Stylistically, Tse’s writing is taut, detached, and bordering on disinterested. Nicky Harman, who
translated Tse’s Snow and Shadow, notes that her writing has ‘no superfluous repetition’ and ‘a total
absence of sentimentality’. In City Like Water, bloodied ears fall off in the street, and panicked
individuals would grab two random ones ‘regardless of colour or size’ and rush them to hospital. As
customers innocuously chewed their noodles at a restaurant, ‘their mouths slowly elongated into
snouts, and their teeth spilled fang-like over the edges of their lips’, with their arms becoming
forelegs. Such grotesque metamorphoses are rife in Tse’s absurdist world. The reader is lulled into a
false sense of security with a realistic depiction of mundane family life or political protests, only to
have this overturned with viscerally surreal imagery. One interpretation is that the cool, distanced
narration amplifies the absurdist violence around it; the lack of sentimentality creates a suspended
tension, as if the characters have normalised the grotesque, a condition that mirrors how authoritarian
contexts slowly recalibrate a society’s sense of the intolerable. Another possibility is that this reflects
the psychic numbing produced by prolonged political pressure. The flatness becomes part of the
novel’s social diagnosis, as people survive by shrinking their emotional bandwidth which is mirrored
by the prose.
This oscillation between realism and surrealism is not merely stylistic whimsy, but increasingly a
political necessity. Surrealism occupies a special place in Hong Kong writing. Writing for the
University of Iowa, Tse characterises Hong Kongers as ‘hovering among languages’ (Cantonese,
Mandarin, other Chinese dialects, English), and goes on to say, ‘[for Hong Kong writers, written
Chinese] is a language of distance and requires meditation… Hong Kong’s literature has a tradition of
resistance to the language of daily life… writing itself is an active rejection of utilitarian society and
mundane everyday life’. Herein lies the answer to how one writes about and makes sense of a city
where free speech is being curtailed, and where overtly political statements can be seen as conspiring
to subvert state power.
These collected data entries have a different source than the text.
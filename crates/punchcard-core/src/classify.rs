//! Canonical shift status classification.
//!
//! [`classify`] is a pure function of `(segments, date, now)`; it never
//! looks at the shift's stored status. Evaluation order:
//!
//! 1. No segments: `DRAFT`.
//! 2. Date partition against `now.date()`:
//!    - future date: `DRAFT` whatever the segments say
//!    - past date: `COMPLETED` when the segments are consistent
//!    - today: continue
//! 3. Today:
//!    - all segments closed and `now` after the last end: `COMPLETED`
//!    - `now` before the first start: `OFFLINE`
//!    - a segment is open: `ACTIVE`
//!    - between two closed segments, or inside the last one: `ACTIVE`
//!
//! The completion check runs before the "not started yet" check so that a
//! just-after-midnight `now` against an evening shift reads as finished.
//! Malformed times or broken segment invariants never panic: the result
//! falls back to `DRAFT` with the error attached.

use chrono::{NaiveDate, NaiveDateTime};
use serde::Serialize;
use std::cmp::Ordering;
use std::fmt;
use tracing::{debug, warn};

use crate::clock::{Boundary, TimeComparator, WallTime, anchor_sequence};
use crate::error::StatusCalculationError;
use crate::model::{Shift, Status};

/// Which rule produced a classification.
#[derive(Debug, Clone, Copy, PartialEq, Eq, Serialize)]
#[serde(rename_all = "kebab-case")]
pub enum Reason {
    NoSegments,
    FutureDate,
    PastDate,
    Inconsistent,
    BeforeFirstStart,
    AfterLastEnd,
    OpenSegment,
    BetweenSegments,
    WithinShift,
}

impl Reason {
    #[must_use]
    pub const fn as_str(self) -> &'static str {
        match self {
            Self::NoSegments => "no-segments",
            Self::FutureDate => "future-date",
            Self::PastDate => "past-date",
            Self::Inconsistent => "inconsistent",
            Self::BeforeFirstStart => "before-first-start",
            Self::AfterLastEnd => "after-last-end",
            Self::OpenSegment => "open-segment",
            Self::BetweenSegments => "between-segments",
            Self::WithinShift => "within-shift",
        }
    }
}

impl fmt::Display for Reason {
    fn fmt(&self, f: &mut fmt::Formatter<'_>) -> fmt::Result {
        f.write_str(self.as_str())
    }
}

/// The canonical status for a shift at one instant.
#[derive(Debug, Clone, PartialEq, Eq)]
pub struct Classification {
    pub status: Status,
    pub reason: Reason,
    /// Set when the segments could not be interpreted and `status` is the
    /// `DRAFT` fallback.
    pub error: Option<StatusCalculationError>,
}

impl Classification {
    const fn decided(status: Status, reason: Reason) -> Self {
        Self {
            status,
            reason,
            error: None,
        }
    }

    /// Whether the status is a fail-safe fallback rather than a decision.
    #[must_use]
    pub const fn is_fallback(&self) -> bool {
        self.error.is_some()
    }
}

/// Classify with the default heuristic comparator.
#[must_use]
pub fn classify(shift: &Shift, now: NaiveDateTime) -> Classification {
    classify_with(shift, now, &TimeComparator::default())
}

/// Classify `shift` at `now` using `comparator` for cross-midnight rules.
#[must_use]
pub fn classify_with(
    shift: &Shift,
    now: NaiveDateTime,
    comparator: &TimeComparator,
) -> Classification {
    let result = decide(shift, now, comparator);
    match &result.error {
        Some(error) => warn!(
            shift_id = %shift.shift_id,
            error = %error,
            "status calculation failed, falling back to DRAFT"
        ),
        None => debug!(
            shift_id = %shift.shift_id,
            status = %result.status,
            reason = %result.reason,
            "classified shift"
        ),
    }
    result
}

fn decide(shift: &Shift, now: NaiveDateTime, comparator: &TimeComparator) -> Classification {
    if shift.segments.is_empty() {
        return Classification::decided(Status::Draft, Reason::NoSegments);
    }

    match shift.date.cmp(&now.date()) {
        Ordering::Greater => Classification::decided(Status::Draft, Reason::FutureDate),
        Ordering::Less => match bounds(shift) {
            Ok(_) => Classification::decided(Status::Completed, Reason::PastDate),
            Err(error) => fallback(error),
        },
        Ordering::Equal => match bounds(shift) {
            Ok(bounds) => today(&bounds, now, comparator),
            Err(error) => fallback(error),
        },
    }
}

const fn fallback(error: StatusCalculationError) -> Classification {
    Classification {
        status: Status::Draft,
        reason: Reason::Inconsistent,
        error: Some(error),
    }
}

fn today(bounds: &[SegmentBounds], now: NaiveDateTime, cmp: &TimeComparator) -> Classification {
    let (Some(first), Some(last)) = (bounds.first(), bounds.last()) else {
        return Classification::decided(Status::Draft, Reason::NoSegments);
    };

    // Only the last segment can be open once bounds are validated.
    let last_end = last.end.as_ref();

    let after_last_end = last_end.is_some_and(|end| cmp.is_after(now, end));

    // An early-morning `now` against an evening end belongs to the next day.
    if after_last_end && last_end.is_some_and(|end| cmp.crosses_midnight(now, end)) {
        return Classification::decided(Status::Completed, Reason::AfterLastEnd);
    }

    if cmp.is_before(now, &first.start) {
        return Classification::decided(Status::Offline, Reason::BeforeFirstStart);
    }

    if last_end.is_none() {
        return Classification::decided(Status::Active, Reason::OpenSegment);
    }

    if after_last_end {
        return Classification::decided(Status::Completed, Reason::AfterLastEnd);
    }

    let in_gap = bounds.windows(2).any(|pair| {
        pair[0].end.as_ref().is_some_and(|end| cmp.is_after(now, end))
            && cmp.is_before(now, &pair[1].start)
    });
    if in_gap {
        return Classification::decided(Status::Active, Reason::BetweenSegments);
    }

    Classification::decided(Status::Active, Reason::WithinShift)
}

#[derive(Debug, Clone, Copy)]
struct SegmentBounds {
    start: Boundary,
    end: Option<Boundary>,
}

/// Parse and validate every segment, anchoring boundaries on the shift date.
fn bounds(shift: &Shift) -> Result<Vec<SegmentBounds>, StatusCalculationError> {
    let mut parsed: Vec<(WallTime, Option<WallTime>)> = Vec::with_capacity(shift.segments.len());
    for segment in &shift.segments {
        let unparsable = |source| StatusCalculationError::Unparsable {
            segment_id: segment.segment_id,
            source,
        };
        let start = WallTime::parse(&segment.start_time).map_err(unparsable)?;
        let end = segment
            .end_time
            .as_deref()
            .map(WallTime::parse)
            .transpose()
            .map_err(unparsable)?;
        parsed.push((start, end));
    }

    let open = shift.segments.iter().filter(|seg| seg.is_open()).count();
    if open > 1 {
        return Err(StatusCalculationError::MultipleOpenSegments { open });
    }
    if let Some(segment) = shift.segments.iter().rev().skip(1).find(|seg| seg.is_open()) {
        return Err(StatusCalculationError::OpenSegmentNotLast {
            segment_id: segment.segment_id,
        });
    }

    Ok(anchor(shift.date, &parsed))
}

fn anchor(date: NaiveDate, parsed: &[(WallTime, Option<WallTime>)]) -> Vec<SegmentBounds> {
    let walls: Vec<WallTime> = parsed
        .iter()
        .flat_map(|(start, end)| std::iter::once(*start).chain(*end))
        .collect();
    let mut instants = anchor_sequence(date, &walls).into_iter();

    parsed
        .iter()
        .filter_map(|(start, end)| {
            let start = Boundary {
                wall: *start,
                at: instants.next()?,
            };
            let end = match end {
                Some(wall) => Some(Boundary {
                    wall: *wall,
                    at: instants.next()?,
                }),
                None => None,
            };
            Some(SegmentBounds { start, end })
        })
        .collect()
}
Tse’s surrealism is an act of imaginative defiance, a tactical reframing of
reality itself, and a way of speaking the unspeakable when direct articulation is no longer safe.
In the eponymous final chapter, the book concludes with the city’s disappearance: ‘Every so often,
news gets out that some trace of our city has been rediscovered.’ If Owlish charted a descent into
oblivion, City Like Water reads as both autopsy and post-mortem. Its narrator wakes, only to find his
city already extinguished. With wit, fury, and astonishing inventiveness, Tse has again delivered a
clear-eyed parable of state power and political violence, fusing satirical realism with terrifyingly lucid
surrealism, fiction masquerading as fact.
SHARON CHAU has finally left Oxford.